### Problem to work on:
Check the entries below and say how many lines include the word "second". No other text is wanted.

# # #

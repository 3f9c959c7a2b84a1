//! In-memory storage backend.
//!
//! Data lives in a `BTreeMap` behind a `RwLock` and is lost when the process
//! exits. Used by unit tests, integration tests, and `CLINVAULT_STORAGE=memory`.

use std::collections::BTreeMap;
use std::ops::Bound;
use std::sync::Arc;

use tokio::sync::RwLock;

use crate::{BatchOp, StorageBackend, StorageError};

/// An in-memory storage backend backed by a sorted map.
///
/// Clones share the same underlying map.
///
/// # Examples
///
/// ```
/// # use clinvault_storage::{MemoryBackend, StorageBackend};
/// # #[tokio::main]
/// # async fn main() -> Result<(), clinvault_storage::StorageError> {
/// let backend = MemoryBackend::new();
/// backend.put("sys/leases/abc", b"lease").await?;
/// assert_eq!(backend.get("sys/leases/abc").await?, Some(b"lease".to_vec()));
/// # Ok(())
/// # }
/// ```
#[derive(Debug, Clone, Default)]
pub struct MemoryBackend {
    data: Arc<RwLock<BTreeMap<String, Vec<u8>>>>,
}

impl MemoryBackend {
    /// Create a new empty in-memory backend.
    #[must_use]
    pub fn new() -> Self {
        Self::default()
    }

    /// Number of stored keys.
    pub async fn len(&self) -> usize {
        self.data.read().await.len()
    }

    /// Whether the backend holds no keys.
    pub async fn is_empty(&self) -> bool {
        self.data.read().await.is_empty()
    }
}

#[async_trait::async_trait]
impl StorageBackend for MemoryBackend {
    async fn get(&self, key: &str) -> Result<Option<Vec<u8>>, StorageError> {
        Ok(self.data.read().await.get(key).cloned())
    }

    async fn put(&self, key: &str, value: &[u8]) -> Result<(), StorageError> {
        self.data
            .write()
            .await
            .insert(key.to_owned(), value.to_vec());
        Ok(())
    }

    async fn delete(&self, key: &str) -> Result<(), StorageError> {
        self.data.write().await.remove(key);
        Ok(())
    }

    async fn list(&self, prefix: &str) -> Result<Vec<String>, StorageError> {
        let data = self.data.read().await;
        Ok(data
            .range(prefix.to_owned()..)
            .take_while(|(k, _)| k.starts_with(prefix))
            .map(|(k, _)| k.clone())
            .collect())
    }

    async fn scan(
        &self,
        prefix: &str,
        start_after: Option<&str>,
        limit: usize,
    ) -> Result<Vec<String>, StorageError> {
        let data = self.data.read().await;
        let lower = match start_after {
            Some(after) if after >= prefix => Bound::Excluded(after.to_owned()),
            _ => Bound::Included(prefix.to_owned()),
        };
        Ok(data
            .range((lower, Bound::Unbounded))
            .take_while(|(k, _)| k.starts_with(prefix))
            .take(limit)
            .map(|(k, _)| k.clone())
            .collect())
    }

    async fn write_batch(&self, ops: Vec<BatchOp>) -> Result<(), StorageError> {
        // One write guard for the whole batch keeps readers from observing a
        // half-applied group.
        let mut data = self.data.write().await;
        for op in ops {
            match op {
                BatchOp::Put { key, value } => {
                    data.insert(key, value);
                }
                BatchOp::Delete { key } => {
                    data.remove(&key);
                }
            }
        }
        Ok(())
    }

    async fn exists(&self, key: &str) -> Result<bool, StorageError> {
        Ok(self.data.read().await.contains_key(key))
    }
}

#[cfg(test)]
#[allow(clippy::unwrap_used)]
mod tests {
    use super::*;

    async fn seeded() -> MemoryBackend {
        let backend = MemoryBackend::new();
        for key in ["data/patients/001", "data/patients/002", "data/patients/003", "data/visits/001", "sys/x"] {
            backend.put(key, key.as_bytes()).await.unwrap();
        }
        backend
    }

    #[tokio::test]
    async fn missing_key_reads_as_none() {
        let backend = MemoryBackend::new();
        assert_eq!(backend.get("nope").await.unwrap(), None);
        assert!(!backend.exists("nope").await.unwrap());
    }

    #[tokio::test]
    async fn delete_missing_key_is_noop() {
        let backend = MemoryBackend::new();
        backend.delete("nope").await.unwrap();
        assert!(backend.is_empty().await);
    }

    #[tokio::test]
    async fn list_stays_inside_prefix() {
        let backend = seeded().await;
        let keys = backend.list("data/patients/").await.unwrap();
        assert_eq!(
            keys,
            vec!["data/patients/001", "data/patients/002", "data/patients/003"]
        );
    }

    #[tokio::test]
    async fn scan_pages_through_prefix() {
        let backend = seeded().await;

        let first = backend.scan("data/patients/", None, 2).await.unwrap();
        assert_eq!(first, vec!["data/patients/001", "data/patients/002"]);

        let second = backend
            .scan("data/patients/", Some("data/patients/002"), 2)
            .await
            .unwrap();
        assert_eq!(second, vec!["data/patients/003"]);

        let third = backend
            .scan("data/patients/", Some("data/patients/003"), 2)
            .await
            .unwrap();
        assert!(third.is_empty());
    }

    #[tokio::test]
    async fn scan_cursor_before_prefix_starts_at_prefix() {
        let backend = seeded().await;
        let keys = backend.scan("data/visits/", Some("a"), 10).await.unwrap();
        assert_eq!(keys, vec!["data/visits/001"]);
    }

    #[tokio::test]
    async fn write_batch_applies_puts_and_deletes() {
        let backend = seeded().await;
        backend
            .write_batch(vec![
                BatchOp::Put {
                    key: "data/patients/004".to_owned(),
                    value: b"new".to_vec(),
                },
                BatchOp::Delete {
                    key: "data/patients/001".to_owned(),
                },
            ])
            .await
            .unwrap();

        assert_eq!(
            backend.get("data/patients/004").await.unwrap(),
            Some(b"new".to_vec())
        );
        assert!(!backend.exists("data/patients/001").await.unwrap());
        assert_eq!(backend.len().await, 5);
    }

    #[tokio::test]
    async fn clones_share_state() {
        let backend = MemoryBackend::new();
        let clone = backend.clone();
        backend.put("k", b"v").await.unwrap();
        assert_eq!(clone.get("k").await.unwrap(), Some(b"v".to_vec()));
    }
}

# # #

### Final answer:
2